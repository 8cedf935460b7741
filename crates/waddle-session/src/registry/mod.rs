//! Session Registry for multi-device message routing.
//!
//! This module provides the registry that tracks every live session by user
//! identifier and device, enabling fan-out delivery to a user's devices.
//!
//! ## Architecture
//!
//! Each connection registers under a temporary principal when accepted and is
//! moved under its user identifier when it signs in. Deliveries copy a
//! snapshot under the lock and enqueue outside it.
//!
//! ```text
//!                      SessionRegistry
//!   RwLock<HashMap<Principal, DeviceSet>>
//!            |                      |
//!     -7 (temporary)             5 (user)
//!            |                 /        \
//!   unknown -> ClientSession  1 -> ..   2 -> ClientSession
//!                                              |
//!                                        mpsc::Sender -> run loop -> Connection
//! ```

mod devices;
mod session_registry;

pub use devices::{DeviceSet, DeviceSnapshot};
pub use session_registry::{SessionRegistry, SignInOutcome};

# # # # # # #

## Task details
Using the material above, reproduce exactly the line that contains "mod devices;" and all lines after it through the last one, and only those.

## Exercise response
mod devices;
mod session_registry;

pub use devices::{DeviceSet, DeviceSnapshot};
pub use session_registry::{SessionRegistry, SignInOutcome};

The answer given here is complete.